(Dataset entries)
════
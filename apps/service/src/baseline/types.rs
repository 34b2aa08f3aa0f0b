use std::fmt;
use std::path::PathBuf;

use checkhost::CheckMode;
use serde::{Deserialize, Serialize};
use thiserror::Error;

/// Separator of the persisted key string `mode|target|location|metric`
pub const KEY_DELIMITER: char = '|';

#[derive(Debug, Error)]
pub enum BaselineError {
    #[error("failed to read baseline file {path}: {source}")]
    Read { path: PathBuf, source: std::io::Error },

    #[error("failed to parse baseline file {path}: {source}")]
    Parse { path: PathBuf, source: serde_json::Error },

    #[error("failed to serialize baselines: {0}")]
    Serialize(#[from] serde_json::Error),

    #[error("failed to write baseline file {path}: {source}")]
    Persistence { path: PathBuf, source: std::io::Error },
}

/// Identifies one statistical model
#[derive(Debug, Clone, PartialEq, Eq, PartialOrd, Ord, Hash, Serialize, Deserialize)]
pub struct BaselineKey {
    pub mode: CheckMode,
    /// Normalised target, see `CheckSpec::target`
    pub target: String,
    /// "Country, City" of the probing node
    pub location: String,
    pub metric: String,
}

impl BaselineKey {
    pub fn new(
        mode: CheckMode,
        target: impl Into<String>,
        location: impl Into<String>,
        metric: impl Into<String>,
    ) -> Self {
        Self { mode, target: target.into(), location: location.into(), metric: metric.into() }
    }

    /// Persisted form: `mode|target|location|metric`
    pub fn encode(&self) -> String {
        format!(
            "{}{d}{}{d}{}{d}{}",
            self.mode,
            self.target,
            self.location,
            self.metric,
            d = KEY_DELIMITER
        )
    }

    /// Parse the persisted form.
    ///
    /// Mode is the first field, location and metric the last two; whatever is
    /// left in between is the target, so a target containing the delimiter
    /// still round-trips.
    pub fn decode(encoded: &str) -> Option<Self> {
        let (mode, rest) = encoded.split_once(KEY_DELIMITER)?;
        let (rest, metric) = rest.rsplit_once(KEY_DELIMITER)?;
        let (target, location) = rest.rsplit_once(KEY_DELIMITER)?;

        if target.is_empty() || metric.is_empty() {
            return None;
        }

        Some(Self::new(mode.parse().ok()?, target, location, metric))
    }
}

impl fmt::Display for BaselineKey {
    fn fmt(&self, f: &mut fmt::Formatter<'_>) -> fmt::Result {
        f.write_str(&self.encode())
    }
}

/// Running statistics for one key
#[derive(Debug, Clone, Copy, Default, PartialEq, Serialize, Deserialize)]
pub struct BaselineRecord {
    /// Number of samples folded in
    pub n: u64,
    pub mean: f64,
    /// Sum of squared deviations from the running mean
    pub m2: f64,
}

impl BaselineRecord {
    pub fn new(n: u64, mean: f64, m2: f64) -> Self {
        Self { n, mean, m2 }
    }

    /// Fold one observation in (Welford)
    pub fn update(&mut self, value: f64) {
        let delta = value - self.mean;
        self.n += 1;
        self.mean += delta / self.n as f64;
        let delta2 = value - self.mean;
        self.m2 += delta * delta2;
    }

    /// Population variance; zero until two samples exist
    pub fn variance(&self) -> f64 {
        if self.n < 2 {
            return 0.0;
        }
        (self.m2 / self.n as f64).max(0.0)
    }

    pub fn std_dev(&self) -> f64 {
        self.variance().sqrt()
    }

    /// Finite values and a non-negative m2
    pub fn is_valid(&self) -> bool {
        self.mean.is_finite() && self.m2.is_finite() && self.m2 >= 0.0
    }
}
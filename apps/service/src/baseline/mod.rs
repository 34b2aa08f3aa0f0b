/// Baseline modeling
///
/// One running mean/variance model per (mode, target, location, metric),
/// updated online with Welford's algorithm and persisted as a JSON map.
pub mod storage;
pub mod store;
pub mod types;

pub use store::{BaselineStore, UpdatePolicy};
pub use types::{BaselineError, BaselineKey, BaselineRecord};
════
Task brief:
Could you print the lines above, exactly as written, from the line containing "self.variance().sqrt()" through the final one?

Answer to this exercise:
        self.variance().sqrt()
    }

    /// Finite values and a non-negative m2
    pub fn is_valid(&self) -> bool {
        self.mean.is_finite() && self.m2.is_finite() && self.m2 >= 0.0
    }
}
filename apps/service/src/baseline/mod.rs
repository 34b2aa08f3aa0f0b
/// Baseline modeling
///
/// One running mean/variance model per (mode, target, location, metric),
/// updated online with Welford's algorithm and persisted as a JSON map.
pub mod storage;
pub mod store;
pub mod types;

pub use store::{BaselineStore, UpdatePolicy};
pub use types::{BaselineError, BaselineKey, BaselineRecord};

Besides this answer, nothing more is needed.